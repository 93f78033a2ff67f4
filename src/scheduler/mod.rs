pub mod context;
pub mod lifecycle;
pub mod registry;
pub mod task;
pub mod trapframe;

use alloc::collections::VecDeque;

use crate::error::{SysError, SysResult};
use crate::kernel::{kernel, Kernel};
use crate::memory::PhysAddr;
use context::Context;
use task::{ThreadRef, ThreadState};
use trapframe::read_trapframe;

/// FIFO of runnable threads shared by every core.
pub struct ReadyQueue {
    queue: VecDeque<ThreadRef>,
}

impl ReadyQueue {
    pub fn new() -> Self {
        ReadyQueue { queue: VecDeque::new() }
    }

    pub fn len(&self) -> usize {
        self.queue.len()
    }

    pub fn is_empty(&self) -> bool {
        self.queue.is_empty()
    }
}

impl Default for ReadyQueue {
    fn default() -> Self {
        Self::new()
    }
}

/// Per-core scheduling state.
pub struct Processor {
    /// Thread whose kernel context this core is executing, if any.
    pub current: Option<ThreadRef>,
    /// Where `sched` returns to: the core's scheduler loop.
    pub idle: Context,
}

impl Processor {
    pub const fn new() -> Self {
        Processor { current: None, idle: Context::empty() }
    }
}

impl Default for Processor {
    fn default() -> Self {
        Self::new()
    }
}

/// First code a new thread runs after its initial switch: drops into user
/// mode with the registers in its trapframe.
pub extern "C" fn thread_entry() -> ! {
    let k = kernel();
    let tf = k
        .current()
        .and_then(|t| {
            let p = k.procs.lock(t.proc)?;
            Ok(read_trapframe(&*k.mem, p.threads[t.tid].trapframe))
        })
        .unwrap_or_else(|e| panic!("thread_entry: {}", e));
    k.machine.return_to_user(&tf)
}

impl Kernel {
    /// The thread bound to the executing core.
    pub fn current(&self) -> SysResult<ThreadRef> {
        let cpu = self.machine.cpu_id();
        self.cpus[cpu].lock().current.ok_or(SysError::NoCurrentThread)
    }

    pub fn push_ready(&self, t: ThreadRef) {
        self.ready.lock().queue.push_back(t);
    }

    pub fn pop_ready(&self) -> Option<ThreadRef> {
        self.ready.lock().queue.pop_front()
    }

    /// Takes the next runnable thread off the queue and binds it to `cpu`.
    /// Returns its saved context and page table root.
    ///
    /// Entries for threads that died while queued are dropped. A thread
    /// still finishing a switch on another core goes back to the tail.
    pub fn pick_next(&self, cpu: usize) -> Option<(*const Context, PhysAddr)> {
        let t = self.pop_ready()?;
        let mut p = match self.procs.lock(t.proc) {
            Ok(p) => p,
            Err(_) => return None,
        };
        let root = p.space.as_ref()?.root();
        let thread = &mut p.threads[t.tid];
        if thread.state != ThreadState::Runnable {
            return None;
        }
        if thread.on_cpu {
            drop(p);
            self.push_ready(t);
            return None;
        }
        thread.state = ThreadState::Running;
        thread.on_cpu = true;
        let ctx = &thread.context as *const Context;
        drop(p);

        self.cpus[cpu].lock().current = Some(t);
        Some((ctx, root))
    }

    /// Runs after a thread switched back to the scheduler on `cpu`: the
    /// thread's context is saved, so other cores may pick it again.
    pub fn finish_switch(&self, cpu: usize) {
        let Some(prev) = self.cpus[cpu].lock().current.take() else { return };
        if let Ok(mut p) = self.procs.lock(prev.proc) {
            p.threads[prev.tid].on_cpu = false;
        }
    }

    fn idle_context(&self, cpu: usize) -> *mut Context {
        &mut self.cpus[cpu].lock().idle as *mut Context
    }

    /// Runs one thread until it gives the core back. Returns false when no
    /// thread could be started.
    pub fn run_next(&self) -> bool {
        let cpu = self.machine.cpu_id();
        let Some((ctx, root)) = self.pick_next(cpu) else { return false };
        self.machine.activate(root);
        let idle = self.idle_context(cpu);
        unsafe { self.machine.switch(idle, ctx) };
        self.finish_switch(cpu);
        true
    }

    /// Per-core scheduler. Parks the core while there is nothing to run.
    pub fn scheduler_loop(&self) -> ! {
        log::info!("cpu {}: entering scheduler", self.machine.cpu_id());
        loop {
            if !self.run_next() && self.ready.lock().is_empty() {
                self.machine.park();
            }
        }
    }

    /// Switches from the current thread back to this core's scheduler.
    /// The caller has already moved the thread out of RUNNING.
    pub fn sched(&self) {
        let cpu = self.machine.cpu_id();
        let t = match self.current() {
            Ok(t) => t,
            Err(_) => panic!("sched: no current thread on cpu {}", cpu),
        };
        let ctx = match self.procs.lock(t.proc) {
            Ok(mut p) => {
                let thread = &mut p.threads[t.tid];
                assert_ne!(thread.state, ThreadState::Running, "sched: thread still running");
                &mut thread.context as *mut Context
            }
            Err(e) => panic!("sched: {}", e),
        };
        let idle = self.idle_context(cpu);
        unsafe { self.machine.switch(ctx, idle) };
    }

    /// Gives up the core; the thread rejoins the tail of the ready queue.
    pub fn yield_now(&self) -> SysResult<()> {
        let t = self.current()?;
        {
            let mut p = self.procs.lock(t.proc)?;
            let thread = &mut p.threads[t.tid];
            // A sibling's exit or exec may already have ended this thread.
            if thread.state == ThreadState::Running {
                thread.state = ThreadState::Runnable;
                drop(p);
                self.push_ready(t);
            }
        }
        self.sched();
        Ok(())
    }
}

#[cfg(test)]
mod tests {
    use super::*;
    use crate::testing::TestKernel;

    #[test]
    fn ready_queue_is_fifo() {
        let t = TestKernel::new();
        let a = t.spawn_runnable();
        let b = t.spawn_runnable();
        assert_eq!(t.k.pop_ready(), Some(a));
        assert_eq!(t.k.pop_ready(), Some(b));
        assert_eq!(t.k.pop_ready(), None);
    }

    #[test]
    fn pick_next_binds_the_thread_to_the_core() {
        let t = TestKernel::new();
        let a = t.spawn_runnable();
        assert!(t.k.pick_next(0).is_some());
        assert_eq!(t.k.current(), Ok(a));
        assert_eq!(t.thread_state(a), ThreadState::Running);
        assert!(t.k.procs.lock(a.proc).unwrap().threads[a.tid].on_cpu);
        assert!(t.k.pick_next(0).is_none());
    }

    #[test]
    fn yield_on_the_only_thread_comes_back_to_it() {
        let t = TestKernel::new();
        let a = t.spawn_runnable();
        t.k.pick_next(0).unwrap();

        t.k.yield_now().unwrap();
        assert_eq!(t.thread_state(a), ThreadState::Runnable);
        assert_eq!(t.k.ready.lock().len(), 1);
        t.k.finish_switch(0);

        assert!(t.k.pick_next(0).is_some());
        assert_eq!(t.k.current(), Ok(a));
        assert_eq!(t.thread_state(a), ThreadState::Running);
    }

    #[test]
    fn thread_still_switching_out_is_not_picked_twice() {
        let t = TestKernel::new();
        let a = t.spawn_runnable();
        t.k.pick_next(0).unwrap();
        t.k.yield_now().unwrap();
        // Core 0 has not finished switching away from `a` yet.
        assert!(t.k.pick_next(1).is_none());
        assert_eq!(t.k.ready.lock().len(), 1);
        t.k.finish_switch(0);
        assert!(t.k.pick_next(1).is_some());
        assert_eq!(t.k.cpus[1].lock().current, Some(a));
    }

    #[test]
    fn dead_queue_entries_are_dropped() {
        let t = TestKernel::new();
        let a = t.spawn_runnable();
        t.k.procs.lock(a.proc).unwrap().threads[a.tid].state = ThreadState::Exited;
        assert!(t.k.pick_next(0).is_none());
        assert!(t.k.ready.lock().is_empty());
        assert_eq!(t.k.current(), Err(SysError::NoCurrentThread));
    }

    #[test]
    fn run_next_switches_and_unbinds() {
        let t = TestKernel::new();
        let a = t.spawn_runnable();
        assert!(t.k.run_next());
        // The test machine's switch returns at once, as if the thread had
        // immediately gone back to the scheduler.
        assert_eq!(t.k.current(), Err(SysError::NoCurrentThread));
        assert!(!t.k.procs.lock(a.proc).unwrap().threads[a.tid].on_cpu);
        assert_eq!(t.machine.switches(), 1);
        assert!(!t.k.run_next());
    }
}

Required work — Where the word "prev" appears in a line of the listing, that line is counted once; give the total alone.

Solution for this task — 3